Sur le sublime

« Est sublime ce en comparaison de quoi tout le reste est petit. »
« Le sublime est un « plaisir mêlé d’effroi ».
Kant

“Ni scrupule, ni doute ne me tourmentent plus ! Je ne crains rien du diable, ni de l’enfer; mais aussi toute joie m’est enlevée. Je ne crois pas savoir rien de bon en effet, ni de pouvoir rien enseigner aux hommes pour les améliorer et les convertir.”
Goethe – Faust 1806

Il faut rappeler que le beau et le sublime sont des valeurs esthétiques. Pour le beau on a les Lumières dont Kant, et aussi David, Ingres, Mozart, Canova… Pour le sublime il y a Kant à nouveau, Burke, Füssli, Wagner, Goya… Le beau est subjectif (le goût) alors que le sublime est émotionnellement universel. Pour Kant c’est d’une part l’entendement et d’autre part la raison. Les Lumières ont mis des mots pour définir le beau, encourageant la beauté pure inspirée de l’antique et des mythologies. En 1766 Lessing publie Laocoon, une interprétation esthétique de la sculpture grecque du même nom qui est conservée au Vatican. Il y dénonce l’inexpression de l’art antique, l’absence d’émotion face à la souffrance et la mort. L’absence d’émotion tout court.
C’est à ce moment que la conception de ce qui est beau se doit d’évoluer. Depuis des siècles on nous martèle que tout es beau, que tout va bien. La science est là pour nous rassurer. Mais nul n’est rassuré face à tous ces terribles évènements liés à la société. Veut on nous faire oublier la peur? A commencer par la peur de la nature, ensuite la peur de l’autre et enfin la peur de nous même.
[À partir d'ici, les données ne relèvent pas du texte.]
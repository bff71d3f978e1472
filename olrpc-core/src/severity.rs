//! Severity classification for errors
//!
//! Every [`ErrorKind`] maps to exactly one [`Severity`]. The mapping is static
//! and drives the log level used when an error is handled:
//!
//! | Severity | Kinds | Log level |
//! |---|---|---|
//! | Low | parse, request shape, parameters, validation | info |
//! | Medium | lookups that found nothing, anything unclassified | warn |
//! | High | permission refused, timeouts | error |
//! | Critical | lost connection to the mail store | error (`critical = true`) |

use crate::error::ErrorKind;
use serde::{Deserialize, Serialize};
use std::fmt;

/// Four-level error severity
#[derive(Debug, Clone, Copy, PartialEq, Eq, Hash, PartialOrd, Ord, Serialize, Deserialize)]
#[serde(rename_all = "lowercase")]
pub enum Severity {
    Low,
    Medium,
    High,
    Critical,
}

impl Severity {
    /// All severities from least to most severe
    pub const ALL: [Severity; 4] = [
        Severity::Low,
        Severity::Medium,
        Severity::High,
        Severity::Critical,
    ];

    /// Classify an error kind
    ///
    /// Kinds without an explicit entry are `Medium`.
    pub fn classify(kind: ErrorKind) -> Severity {
        match kind {
            ErrorKind::Parse
            | ErrorKind::InvalidRequest
            | ErrorKind::InvalidResponse
            | ErrorKind::SessionInactive
            | ErrorKind::MethodNotFound
            | ErrorKind::InvalidParams
            | ErrorKind::Validation => Severity::Low,
            ErrorKind::EmailNotFound | ErrorKind::FolderNotFound => Severity::Medium,
            ErrorKind::PermissionDenied | ErrorKind::Timeout => Severity::High,
            ErrorKind::ConnectionLost => Severity::Critical,
            _ => Severity::Medium,
        }
    }

    /// Lowercase name used on the wire
    pub fn as_str(self) -> &'static str {
        match self {
            Severity::Low => "low",
            Severity::Medium => "medium",
            Severity::High => "high",
            Severity::Critical => "critical",
        }
    }

    /// Whether handling should capture a backtrace
    pub fn wants_backtrace(self) -> bool {
        self >= Severity::High
    }
}

impl fmt::Display for Severity {
    fn fmt(&self, f: &mut fmt::Formatter<'_>) -> fmt::Result {
        f.write_str(self.as_str())
    }
}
“Mes chers frères n’oubliez jamais, quand vous entendez vanter le progrès des Lumières, que la plus belle des ruses du diable est de vous persuader qu’il n’existe pas.”
Baudelaire

“Car l’homme, qui ne vaut que parce qu’il croit, ne vaut rien s’il ne croit pas.”
Joseph de Maistre 1836

“Ferme les yeux et tu verras.”
Joseph Joubert 1801

caravage
Le Caravage – Medusa 1595-1598

Les siciliens connaissent bien le sublime. Mis à part le triskèle, la Gorgone est présente sur leur drapeau. La Méduse c’est celle qui, en croisant votre regard, vous transforme et pierre. C’est le choc de la Gorgone que les grecs connaissaient bien. Le sang de son côté droit ramenait l’homme de la mort à la vie alors que le sang pris sur son côté gauche était le pire des poisons. Le Caravage, qui était sicilien d’adoption, peignit sa tête tout juste tranchée par Persée avec le glaive d’Hermès. La Gorgone c’est le monstre, le mal absolu.

 

 

“Le sublime c’est le jugement que je pose par rapport à l’impossibilité d’allier mon imagination et mon entendement dans l’appréhension esthétique d’un volcan, d’une guerre, d’un drame, d’une décapitation. (…) Pour Kant le sublime doit être manié avec précaution : de ce plaisir négatif, de ce déplaisir, de cette horreur nait un sentiment de ma destinée humaine. C’est à dire que devant ce cataclysme là, tout d’un coup, je me sens libéré d’un monde qui m’aveuglait et tout d’un coup je me vois face à la mort. (…) Le beau vous laisse bien digérer. Le sublime vous fait dégueuler et en plus vous êtes content.”
Frank Pierobon 2017

« Le terme de beau peut désigner la valeur esthétique et celui du sublime l’intensité de cette valeur. (…) Mais les termes de beau et sublime peuvent désigner aussi des catégories esthétique, l’une qui recherche une noblesse, une grandeur, pures et stables, l’autre qui œuvre en dynamisme dans une élévation au-delà de l’humain ».
Anne Souriau – Encyclopédie Universalis : Les catégories de l’esthétique

Les Caprices (1793-1798) de Goya
Les Caprices (1793-1798) de Goya

« Le sublime émeut, le beau charme. (…) La nuit est sublime, le jour est beau. (…) Ceux qui possèdent le sentiments du sublime sont portés aux sentiments élevé de l’amitié, de l’éternité, du mépris du monde,…  (…) Le sentiment de sublime, tantôt s’accompagne de tristesse ou d’effroi, tantôt de tranquille admiration, et tantôt s’allie au sentiment d’une auguste beauté. J’appellerai sublime-terrible la première sorte de sublime, sublime-noble la deuxième, sublime-magnifique pour la troisième. (…) Une profonde solitude est sublime, mais elle inspire l’effroi. (…) Le sublime-terrible (sucite) l’effroi. (…) L’intelligence est sublime, l’esprit est beau. (…) L’amitié a surtout le caractère du sublime, l’amour celui du beau. (…) Il n’est pas dans la nature humaine de qualité louable qui par des nuances infinies, ne puisse dégénérer en une imperfection extrême. Le sublime-terrible, chassé le naturel, se mue en fantastique. (Note : le sublime (fantasque) est opposé aux simagrées (extravagant) (…) Entre les qualités normales, la vertu est sublime. (…) L’authentique vertu, celle qui s’appuie sur des principes, porte en soi quelque chose qui paraît s’accorder le mieux au caractère mélancolique, dans le sens faible du mot. (…) La mélancolie a surtout le sentiment du sublime. »
Emmanuel Kant – Observation sur le sentiment du beau et du sublime (1764)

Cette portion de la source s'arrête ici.